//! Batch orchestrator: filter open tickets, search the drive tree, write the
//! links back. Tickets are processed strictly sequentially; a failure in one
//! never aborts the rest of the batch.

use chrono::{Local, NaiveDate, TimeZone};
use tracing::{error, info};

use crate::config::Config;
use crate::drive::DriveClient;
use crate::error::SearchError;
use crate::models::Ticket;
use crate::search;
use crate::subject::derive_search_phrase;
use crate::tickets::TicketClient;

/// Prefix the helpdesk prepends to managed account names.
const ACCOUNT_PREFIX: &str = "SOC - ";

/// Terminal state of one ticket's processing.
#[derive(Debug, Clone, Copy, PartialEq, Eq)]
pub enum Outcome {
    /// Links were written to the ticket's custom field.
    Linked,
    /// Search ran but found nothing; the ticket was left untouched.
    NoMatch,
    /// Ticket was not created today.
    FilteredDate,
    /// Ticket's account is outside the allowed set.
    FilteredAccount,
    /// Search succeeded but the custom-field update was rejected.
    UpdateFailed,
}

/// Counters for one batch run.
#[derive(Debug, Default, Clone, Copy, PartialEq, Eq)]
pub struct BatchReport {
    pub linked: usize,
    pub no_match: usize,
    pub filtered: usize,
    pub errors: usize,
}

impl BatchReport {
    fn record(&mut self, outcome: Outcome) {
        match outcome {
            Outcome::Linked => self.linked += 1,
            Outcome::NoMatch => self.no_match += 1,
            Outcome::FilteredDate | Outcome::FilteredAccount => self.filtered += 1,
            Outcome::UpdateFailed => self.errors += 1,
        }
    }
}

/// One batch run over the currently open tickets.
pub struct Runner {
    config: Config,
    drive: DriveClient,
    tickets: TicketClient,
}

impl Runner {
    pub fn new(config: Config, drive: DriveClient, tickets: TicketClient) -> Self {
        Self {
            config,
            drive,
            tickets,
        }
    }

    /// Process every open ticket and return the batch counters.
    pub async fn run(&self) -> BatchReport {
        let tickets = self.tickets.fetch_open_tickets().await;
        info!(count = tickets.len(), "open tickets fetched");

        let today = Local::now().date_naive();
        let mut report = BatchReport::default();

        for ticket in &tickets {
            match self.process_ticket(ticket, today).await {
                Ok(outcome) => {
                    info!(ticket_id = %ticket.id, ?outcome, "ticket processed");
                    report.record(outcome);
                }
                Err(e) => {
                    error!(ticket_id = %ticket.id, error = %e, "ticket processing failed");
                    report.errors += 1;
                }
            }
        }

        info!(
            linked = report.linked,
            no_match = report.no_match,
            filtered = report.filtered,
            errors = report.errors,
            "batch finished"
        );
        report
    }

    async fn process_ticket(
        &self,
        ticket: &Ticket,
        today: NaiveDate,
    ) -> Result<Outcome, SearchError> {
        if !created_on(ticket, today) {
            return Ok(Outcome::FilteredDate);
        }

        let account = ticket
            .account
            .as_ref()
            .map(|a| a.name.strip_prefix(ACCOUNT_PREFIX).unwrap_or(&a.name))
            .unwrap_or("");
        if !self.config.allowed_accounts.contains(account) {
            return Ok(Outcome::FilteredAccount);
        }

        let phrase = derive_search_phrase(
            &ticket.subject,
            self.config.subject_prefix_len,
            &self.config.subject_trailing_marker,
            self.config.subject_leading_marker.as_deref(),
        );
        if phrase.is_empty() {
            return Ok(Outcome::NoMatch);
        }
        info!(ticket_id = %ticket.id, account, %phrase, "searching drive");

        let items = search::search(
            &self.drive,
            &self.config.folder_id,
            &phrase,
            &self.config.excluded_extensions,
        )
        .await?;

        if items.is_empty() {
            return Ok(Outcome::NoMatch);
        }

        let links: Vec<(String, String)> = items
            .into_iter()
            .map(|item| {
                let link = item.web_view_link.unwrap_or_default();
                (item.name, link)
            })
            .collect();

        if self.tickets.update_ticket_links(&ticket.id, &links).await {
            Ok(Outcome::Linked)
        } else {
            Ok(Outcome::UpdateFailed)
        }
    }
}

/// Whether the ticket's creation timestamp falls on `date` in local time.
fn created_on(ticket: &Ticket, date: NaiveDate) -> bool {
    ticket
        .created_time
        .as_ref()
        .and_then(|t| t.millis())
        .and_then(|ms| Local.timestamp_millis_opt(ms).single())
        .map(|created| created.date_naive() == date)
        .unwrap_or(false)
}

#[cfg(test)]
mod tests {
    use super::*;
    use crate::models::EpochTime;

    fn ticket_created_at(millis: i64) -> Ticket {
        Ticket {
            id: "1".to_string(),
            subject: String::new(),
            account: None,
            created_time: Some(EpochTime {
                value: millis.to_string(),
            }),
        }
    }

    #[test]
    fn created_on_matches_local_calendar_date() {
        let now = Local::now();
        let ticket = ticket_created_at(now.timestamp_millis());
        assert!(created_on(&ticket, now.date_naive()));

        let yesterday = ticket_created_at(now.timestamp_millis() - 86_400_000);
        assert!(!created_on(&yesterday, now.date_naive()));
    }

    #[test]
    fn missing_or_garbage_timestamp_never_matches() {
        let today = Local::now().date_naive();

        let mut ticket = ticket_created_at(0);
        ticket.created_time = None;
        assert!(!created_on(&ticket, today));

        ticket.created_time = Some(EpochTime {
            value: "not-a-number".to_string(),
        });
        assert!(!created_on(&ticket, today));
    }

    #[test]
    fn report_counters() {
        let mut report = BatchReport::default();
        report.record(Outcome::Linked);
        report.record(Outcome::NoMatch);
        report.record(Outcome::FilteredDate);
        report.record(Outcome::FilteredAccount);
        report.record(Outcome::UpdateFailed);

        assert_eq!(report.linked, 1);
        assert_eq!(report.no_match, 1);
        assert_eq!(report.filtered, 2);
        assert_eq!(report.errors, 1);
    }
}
:::
- **WHAT YOU SHOULD DO**: Output the full set of entries exactly as they were given.

- **PROBLEM SOLUTION**:
//! Batch orchestrator: filter open tickets, search the drive tree, write the
//! links back. Tickets are processed strictly sequentially; a failure in one
//! never aborts the rest of the batch.

use chrono::{Local, NaiveDate, TimeZone};
use tracing::{error, info};

use crate::config::Config;
use crate::drive::DriveClient;
use crate::error::SearchError;
use crate::models::Ticket;
use crate::search;
use crate::subject::derive_search_phrase;
use crate::tickets::TicketClient;

/// Prefix the helpdesk prepends to managed account names.
const ACCOUNT_PREFIX: &str = "SOC - ";

/// Terminal state of one ticket's processing.
#[derive(Debug, Clone, Copy, PartialEq, Eq)]
pub enum Outcome {
    /// Links were written to the ticket's custom field.
    Linked,
    /// Search ran but found nothing; the ticket was left untouched.
    NoMatch,
    /// Ticket was not created today.
    FilteredDate,
    /// Ticket's account is outside the allowed set.
    FilteredAccount,
    /// Search succeeded but the custom-field update was rejected.
    UpdateFailed,
}

/// Counters for one batch run.
#[derive(Debug, Default, Clone, Copy, PartialEq, Eq)]
pub struct BatchReport {
    pub linked: usize,
    pub no_match: usize,
    pub filtered: usize,
    pub errors: usize,
}

impl BatchReport {
    fn record(&mut self, outcome: Outcome) {
        match outcome {
            Outcome::Linked => self.linked += 1,
            Outcome::NoMatch => self.no_match += 1,
            Outcome::FilteredDate | Outcome::FilteredAccount => self.filtered += 1,
            Outcome::UpdateFailed => self.errors += 1,
        }
    }
}

/// One batch run over the currently open tickets.
pub struct Runner {
    config: Config,
    drive: DriveClient,
    tickets: TicketClient,
}

impl Runner {
    pub fn new(config: Config, drive: DriveClient, tickets: TicketClient) -> Self {
        Self {
            config,
            drive,
            tickets,
        }
    }

    /// Process every open ticket and return the batch counters.
    pub async fn run(&self) -> BatchReport {
        let tickets = self.tickets.fetch_open_tickets().await;
        info!(count = tickets.len(), "open tickets fetched");

        let today = Local::now().date_naive();
        let mut report = BatchReport::default();

        for ticket in &tickets {
            match self.process_ticket(ticket, today).await {
                Ok(outcome) => {
                    info!(ticket_id = %ticket.id, ?outcome, "ticket processed");
                    report.record(outcome);
                }
                Err(e) => {
                    error!(ticket_id = %ticket.id, error = %e, "ticket processing failed");
                    report.errors += 1;
                }
            }
        }

        info!(
            linked = report.linked,
            no_match = report.no_match,
            filtered = report.filtered,
            errors = report.errors,
            "batch finished"
        );
        report
    }

    async fn process_ticket(
        &self,
        ticket: &Ticket,
        today: NaiveDate,
    ) -> Result<Outcome, SearchError> {
        if !created_on(ticket, today) {
            return Ok(Outcome::FilteredDate);
        }

        let account = ticket
            .account
            .as_ref()
            .map(|a| a.name.strip_prefix(ACCOUNT_PREFIX).unwrap_or(&a.name))
            .unwrap_or("");
        if !self.config.allowed_accounts.contains(account) {
            return Ok(Outcome::FilteredAccount);
        }

        let phrase = derive_search_phrase(
            &ticket.subject,
            self.config.subject_prefix_len,
            &self.config.subject_trailing_marker,
            self.config.subject_leading_marker.as_deref(),
        );
        if phrase.is_empty() {
            return Ok(Outcome::NoMatch);
        }
        info!(ticket_id = %ticket.id, account, %phrase, "searching drive");

        let items = search::search(
            &self.drive,
            &self.config.folder_id,
            &phrase,
            &self.config.excluded_extensions,
        )
        .await?;

        if items.is_empty() {
            return Ok(Outcome::NoMatch);
        }

        let links: Vec<(String, String)> = items
            .into_iter()
            .map(|item| {
                let link = item.web_view_link.unwrap_or_default();
                (item.name, link)
            })
            .collect();

        if self.tickets.update_ticket_links(&ticket.id, &links).await {
            Ok(Outcome::Linked)
        } else {
            Ok(Outcome::UpdateFailed)
        }
    }
}

/// Whether the ticket's creation timestamp falls on `date` in local time.
fn created_on(ticket: &Ticket, date: NaiveDate) -> bool {
    ticket
        .created_time
        .as_ref()
        .and_then(|t| t.millis())
        .and_then(|ms| Local.timestamp_millis_opt(ms).single())
        .map(|created| created.date_naive() == date)
        .unwrap_or(false)
}

#[cfg(test)]
mod tests {
    use super::*;
    use crate::models::EpochTime;

    fn ticket_created_at(millis: i64) -> Ticket {
        Ticket {
            id: "1".to_string(),
            subject: String::new(),
            account: None,
            created_time: Some(EpochTime {
                value: millis.to_string(),
            }),
        }
    }

    #[test]
    fn created_on_matches_local_calendar_date() {
        let now = Local::now();
        let ticket = ticket_created_at(now.timestamp_millis());
        assert!(created_on(&ticket, now.date_naive()));

        let yesterday = ticket_created_at(now.timestamp_millis() - 86_400_000);
        assert!(!created_on(&yesterday, now.date_naive()));
    }

    #[test]
    fn missing_or_garbage_timestamp_never_matches() {
        let today = Local::now().date_naive();

        let mut ticket = ticket_created_at(0);
        ticket.created_time = None;
        assert!(!created_on(&ticket, today));

        ticket.created_time = Some(EpochTime {
            value: "not-a-number".to_string(),
        });
        assert!(!created_on(&ticket, today));
    }

    #[test]
    fn report_counters() {
        let mut report = BatchReport::default();
        report.record(Outcome::Linked);
        report.record(Outcome::NoMatch);
        report.record(Outcome::FilteredDate);
        report.record(Outcome::FilteredAccount);
        report.record(Outcome::UpdateFailed);

        assert_eq!(report.linked, 1);
        assert_eq!(report.no_match, 1);
        assert_eq!(report.filtered, 2);
        assert_eq!(report.errors, 1);
    }
}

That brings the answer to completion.